So there is a higher percentage of times that it works better.
And hey, it's quieter and virtually can't damage any surface.

That's my 2¢


----------



## SlimJim Z71 (Nov 8, 2000)

... and is a *LOT* less abusive on your truck, which makes the U-edge worth twice that amount.


----------



## plowjockey (Dec 3, 2000)

A good way to hedge your bet is if you have more than one truck or plow leave the steel on one. I am going to have a urethane edge on a ten foot Western HW blade so I'll let everyone know how it handles the weight and how it performs. I will still for the moment have a steel on my 7.5 foot Western. I don't see ANY edge being perfect for all applications but I do think the urethane has many more advantages than disadvantages.

Bruce

Urethane The Cutting Edge Of Cutting Edge Technology.


----------



## plowking35 (Dec 21, 1999)

WEll Dave summed up what I was going to post regarding the u edge slightly curling under, when that ocurs, you actually tranfer weight to the u edge thus helping with the scraping ability. Something steel cant do. 
We have a plow with a steel edge in case we need to use it, in three years it hasnt been used.
When dealing with hard pack and ice, a preapplication of deicer will go a long way in keeping that bond from occuring.
We had a case last season when we recieved 3/4" of ice, we preapplied magic salt, and the u edge scraped the ice off no problem. So a good overall responce plan is needed to winter weather.
No one item is the magic wand for anything, but when used with in conjunction with other tools, the u edge will work very well.
Dino


----------



## Rocky (Jun 18, 2001)

Dino, I've got a couple questions to get an idea what's going on with this set up. First, let me say I'm very leery of this because of the cost factor and it's to new to believe all these claims about its longevity, effectiveness, etc.. Somebody said in an earlier post that this edge will wear up to 3 times as long. I read in another post that YOU put in here that this will last 15 times as long. What gives, is it "up to 15 times longer", "3 times longer" or what? I can see from an advertising point to stress the benefits, but this sounds like boasting a little more than the regular. Also, I think I understand that you can get these in different thicknesses. Doesn't this tend to break the bolts securing them? Obviously, I know one that is 8" thick is going to last longer also. I just don't get the claim your making. Also, do you put your old cutter bar on to act as like a washer and let it wear down to that point and then replace it? Also, Slimjim, how do you know that this thing will be much less stressful on your truck? You've never even used it yet have you? Dino has done his homework and seems convinced of it's obvious benefits to him, without somebody coming in to back a product wholeheartedly before they've even used it. Use the thing and then get back us. I know I can expect an unbiased opinion.


----------



## SlimJim Z71 (Nov 8, 2000)

Rocky,

I can understand your point of view. No I haven't used mine yet, but common sense steps in here. If you punch a wall, it's gonna hurt your hand. If you punch a wall with a pillow strapped to your hand, it still going to hurt, but not as much.
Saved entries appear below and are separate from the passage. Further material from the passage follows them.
//! Storage backend trait.

use async_trait::async_trait;
use entities::{Task, TaskStatus};

use crate::{normalize_date, TaskStoreResult};

/// Which kind of storage a backend persists to.
#[derive(Debug, Clone, Copy, PartialEq, Eq)]
pub enum BackendKind {
    /// Embedded relational database.
    Relational,
    /// Serialized collection in a key-value slot.
    FlatStore,
}

/// Operations every task storage backend provides.
///
/// Backends receive tasks that are already validated and normalized; on the
/// way out they re-normalize each due date before returning it.
#[async_trait]
pub trait TaskBackend: Send + Sync {
    /// Returns the kind of storage behind this backend.
    fn kind(&self) -> BackendKind;

    /// Opens or seeds the underlying storage. Must be idempotent.
    async fn initialize(&self) -> TaskStoreResult<()>;

    /// Persists a new task.
    async fn insert_task(&self, task: &Task) -> TaskStoreResult<()>;

    /// Lists tasks whose status equals `status`.
    async fn list_tasks(&self, status: TaskStatus) -> TaskStoreResult<Vec<Task>>;

    /// Gets a task by ID regardless of status.
    async fn get_task(&self, id: &str) -> TaskStoreResult<Option<Task>>;

    /// Overwrites every field of the task with the same ID. Does nothing if
    /// no such task exists.
    async fn update_task(&self, task: &Task) -> TaskStoreResult<()>;

    /// Sets the status of a task. Does nothing if the task does not exist or
    /// is already deleted.
    async fn set_status(&self, id: &str, status: TaskStatus) -> TaskStoreResult<()>;
}

/// Re-normalizes the due date of a task read back from storage.
///
/// Returns `None` (and logs) if the stored date is no longer parseable.
pub(crate) fn renormalize(mut task: Task) -> Option<Task> {
    match normalize_date(&task.due_date) {
        Ok(due_date) => {
            task.due_date = due_date;
            Some(task)
        }
        Err(e) => {
            tracing::warn!("Skipping task {} with unreadable due date: {}", task.id, e);
            None
        }
    }
}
Yes, you put the steel edge on top of it to act as a washer. When you're plowing, and come into contact with a speedbump for example, a steel edge hits the bump and does one of three things:

1. trips your plow (hopefully)
2. slams you into the steering-wheel
3. breaks something

With a U-edge, it WILL flex and absorb the impact of the speedbump. Common sense... urethane will bend MUCH easier than steel (correct me if I'm wrong on this one). The main lot I plow is littered with speedbumps, so I know what happens when you hit them with a steel edge.
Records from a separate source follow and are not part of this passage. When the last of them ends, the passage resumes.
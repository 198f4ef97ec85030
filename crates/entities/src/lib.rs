//! Core entity definitions for the task manager.
//!
//! This crate defines the task record shared by every storage backend and the
//! input type used to create one.

mod task;

pub use task::*;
Also, I've been on this board for quite a while, and have learned quite a bit from others who have been here a long time too... one of which being Dino. I trust what he says about these edges. Maybe once you have acquired more time here, you will learn more as well.

Tim


----------



## Mike Nelson (May 18, 2001)

Just putting my 2 cents in here.

Last year was our first year using them.
1)About the stress.Hit something (like a manhole) with a metal cutting edge and see what stress you and your truck go through.Now hit it with a u edge and there is a much softer stress to you and your truck.I feel this is the best feature about them.We kept breaking metal cutting edges on manholes a least three times a season.
2)Now how they cut ice is a different story,even if you are using a metal edge you should be pretreating to prevent the bond from occuring.
3)We have them on straight blades to V blades,from 8' to 24'.They do tend to work better on our straight blades than on our Boss V blades,but we have a great pretreating program so we don't worry about it.
4) As far as longevity that depends on how much you plow and what type of u blade you order.I believe there are 3 types of different urathane that Artic Groomer sells.
Well I wish you good luck on your decision,I know there are a lot of choices to make.Hopefully this site will make your decision easier.
Good Luck
Mike Nelson
New York Snow Pros,Inc.
Fishkill,N.Y
1-845-831-4700


----------



## john r (Jan 3, 2001)

What type of edge should I use to clear paver driveways? Steel or U?


----------



## plowjockey (Dec 3, 2000)

A contractor in my area last year picked up an account that involved paver blocks. He tried a rubber edge and was not satisfied but the urethane did the job. Steel was unacceptable to use on teh pavers.
No I may not have done the plowing btu this man did and that was what he reported to me.

Bruce


----------



## CT18fireman (Nov 30, 2000)

I plow several paver driveways with a steel blade. Most are not all pavers but have them as part of the drivway. I have not had any problem. I just go slow over the area uncase the edge was to catch. I am more afraid of salting these areas. Never know what it may do to the pavers.


----------



## plowking35 (Dec 21, 1999)

Here is the deal on the 15x longer claim.
On a 10" wide edge, you have 3 wear surfaces, each wear surface will last 3-5x longer than steel. So 5x3=15, 3x3=9 on the consevative side of things.
We have a an edge that was installed with 1.75" exposed under the steel edge, after 500 plowing hrs it still has 1 3/8" exposed. So 3/8" wear in that amount of time is very good IMO.
Lack of stress on the truck can be summed up by this statement.
We are so convinced of the impact absorbing nature of urethane, that when we get to the end of run, we dont raise the blase to get over the curb, we just angle slightly, and the urethane will ride up and over the curb, across the lawn area, and then we stop. No damage to the curb, grass, plow, or truck. Try that with a steel edge, and see what happens. We arent going 50 mph, but easily done at 3-5 mph, the speed you would normally be going if you had a curb to go over.
We installed one a subs truck, and he was tripping the edge 10-20x a storm, after the u edge, 5x in the next 5 storms. That is how much the urethane absorbs.
All edges are 1.5" thick and either 8-10" wide.The bolts dont break becuase the urethane absorbs the impact reducing the stress on the bolts as well.
The initial cost is higher than steel , but in the long run you will be way ahead in cost savings. The product in not new by any means, the application is recent but not new. It is just new to you.
Urethane has been used in high frictions areas for years, skateboard wheels, roller blade and skate wheels, bushings for suspension parts have been used for decades in urethane.
If a skateboard wheel will last for 1000's of miles with out wearing out, and it is a softer mixture than plow edges, you have your answer on how long they last.
Ask me any question, I dont over blow the claims, and only tell what I have experienced first hand.
FWIW I ddint believe the claims either, but buying made a beliver out of me.
Dino


----------



## DaveK (Jul 9, 2001)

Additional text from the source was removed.